Bouncing Christmas

LAW OF THE WEEK

It’s the most wonderful time of the year”, so it has been said, sung, and shouted. Christmas is around the corner and the streets are starting to fill with people brimming with festive spirits. Reunions, gift shopping, proposals, and celebrations are happening here and there. Wonderful time, indeed!

In light of the festivities, I would like to gently remind the readers to be extra–careful. As you know, festivities are not only a joyous event, but also an economic explosion. People are spending money a little more than usual. Fireworks are not the only one exploding this season, so does economic transactions! (May be deleted)

With all these economic transactions happening, it’s best to protect yourself from financial losses. One aspect which you can adequately prepare protection from are bouncing checks. Nowadays, people don’t carry large amounts of cash as they used to before, instead they pay electronically or thru checks. Since these checks represents large amounts of money, prepare yourself by looking at this checklist.

If you are the drawer or the maker of the check, ensure that:

  1. You have enough funds in your bank account to cover the amount you issued in your check;
  2. In case you have overdrawn your account, or your account was closed for reasons beyond your control, and your check bounced or was dishonored, make sure that within five (5) days, you pay the amount of the check or make arrangement for its payment. (Del Rosiario v. Cedillo, A.M. No. MTJ-04-1557. October 21, 2004)

In the event that a complaint against you have already been filed, endeavor to ask for the provisional dismissal of such cases and belabor yourself to pay the amount of the check. Remember, a bouncing check is a violation of Batas Pambansa Blg. 22 (BP 22) and is punishable civilly or criminally. Note that good faith is not a defense in case you check bounced because BP 22 is a special law, and as such, there is no need to ascertain your intentions, a violation of such law is all that it takes!

For your protection, know that to commit a violation of BP 22, the three elements have to be present: (1) you made, drew, or issued a check for value; 2) You know that at the time of issue there are no sufficient funds in or credit in your bank to pay the check upon presentment; and 3) Your check bounced because of insufficient funds or you ordered a stop payment. [Rephrased] Since the second element involves a state of mind which is difficult to verify, Section 2 of BP 22 creates a presumption that in case your check bounced, you know that your bank had insufficient funds, which is why it is important to pay the amount of the check that bounced within 5 days to rebut such presumption. As the Supreme Court aptly said, “Thus, the presumption that the issuer had knowledge of the insufficiency of funds is brought into existence only after it is proved that the issuer had received a notice of dishonor and that, within five days from receipt thereof, he failed to pay the amount of the check or to make arrangement for its payment.” (Del Rosario v. Cedillo, Id.) So think twice, and check twice, before you draw or issue any check this Christmas.
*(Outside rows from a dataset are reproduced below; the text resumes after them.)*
use std::path::PathBuf;
use thiserror::Error;

/// Core library errors
#[derive(Error, Debug)]
pub enum ReclaimError {
    #[error("Configuration error: {0}")]
    Config(#[from] ConfigError),

    #[error("IO error at path '{path}': {source}")]
    Io {
        path: PathBuf,
        #[source]
        source: std::io::Error,
    },

    #[error("An operation is already running")]
    AlreadyRunning,

    #[error("No operation has been started")]
    NotStarted,

    #[error("Worker thread panicked")]
    WorkerPanicked,

    #[error("Failed to spawn worker thread: {0}")]
    Spawn(#[source] std::io::Error),

    #[error("unknown operation '{0}' (expected scan, clean, purge_pip or purge_npm)")]
    InvalidOperation(String),
}

/// Configuration-specific errors
#[derive(Error, Debug)]
pub enum ConfigError {
    #[error("Failed to read rule file '{path}': {source}")]
    Read {
        path: PathBuf,
        #[source]
        source: std::io::Error,
    },

    #[error("Failed to write rule file '{path}': {source}")]
    Write {
        path: PathBuf,
        #[source]
        source: std::io::Error,
    },

    #[error("Failed to parse rule file '{path}': {source}")]
    ParseJson {
        path: PathBuf,
        #[source]
        source: serde_json::Error,
    },

    #[error("Failed to parse rule file '{path}': {source}")]
    ParseToml {
        path: PathBuf,
        #[source]
        source: toml::de::Error,
    },

    #[error("Failed to serialize rules: {0}")]
    Serialize(String),

    #[error("Invalid configuration: {0}")]
    Invalid(String),
}

/// Result type alias for convenience
pub type Result<T> = std::result::Result<T, ReclaimError>;

#[cfg(test)]
mod tests {
    use super::*;

    #[test]
    fn error_display_messages() {
        let err = ConfigError::Invalid("max_total_delete must be positive".into());
        assert!(err.to_string().contains("max_total_delete"));
    }

    #[test]
    fn error_conversion() {
        let config_err = ConfigError::Invalid("test".into());
        let err: ReclaimError = config_err.into();
        assert!(matches!(err, ReclaimError::Config(_)));
    }

    #[test]
    fn io_error_names_path() {
        let err = ReclaimError::Io {
            path: PathBuf::from("/var/tmp/x"),
            source: std::io::Error::new(std::io::ErrorKind::NotFound, "gone"),
        };
        assert!(err.to_string().contains("/var/tmp/x"));
    }
}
If you are the recipient of a bouncing check, ensure that:

  1. You have notified the drawer or maker of the check of the dishonor. Make sure that you can prove that the drawer or maker actually received the notice of dishonor. For example, send the notice via registered mail;
  2. Keep all the original copies of the checks as you will need them to prove you case later on;
  3. Wait for 5 days before filing any complaint before the prosecutor;
  4. You have three (3) alternative options should you decide to sue: 1) You may file a collection suit against the debtor. This will open up all the properties of the debtor to attachment and execution, even the mortgaged property itself. 2) You may opt to foreclose on the mortgaged property. In case the debt is not fully satisfied, you may further sue for deficiency judgment (not a collection case for the whole indebtedness), in which case, all the properties of the debtor, other than the mortgaged property, are again opened up for the satisfaction of the deficiency; and 3) You may opt to sue the debtor for violation of BP 22 if the checks securing the obligation bounced. (First e-Bank Corporation, G.R. No. 169889, September 29, 2009)

Note that if the check was issued to answer for a loan, ensure to always secure it with a mortgage, in order that you will have the option to foreclose upon the mortgaged property just in case you don’t want to sue for violation of BP 22.

Remember, your primary goal is to get paid. As much as possible, don’t make it your goal to put the maker or drawer into prison, unless in your unbiased judgement, that person deserves to go to jail. So, you can choose from the three options above and consult your lawyer as to which action is best and fastest for you depending on your factual situation.

So to avoid a Bouncing Christmas, whether you are the drawer/maker or the recipient of a check, make sure that you have adequately prepared yourself for the possible consequences of such transaction. If in doubt, ask for cash, or pay with cash. You can never go wrong with cash.

May you all have a wonderful and meaningful Christmas and a prosperous New Year!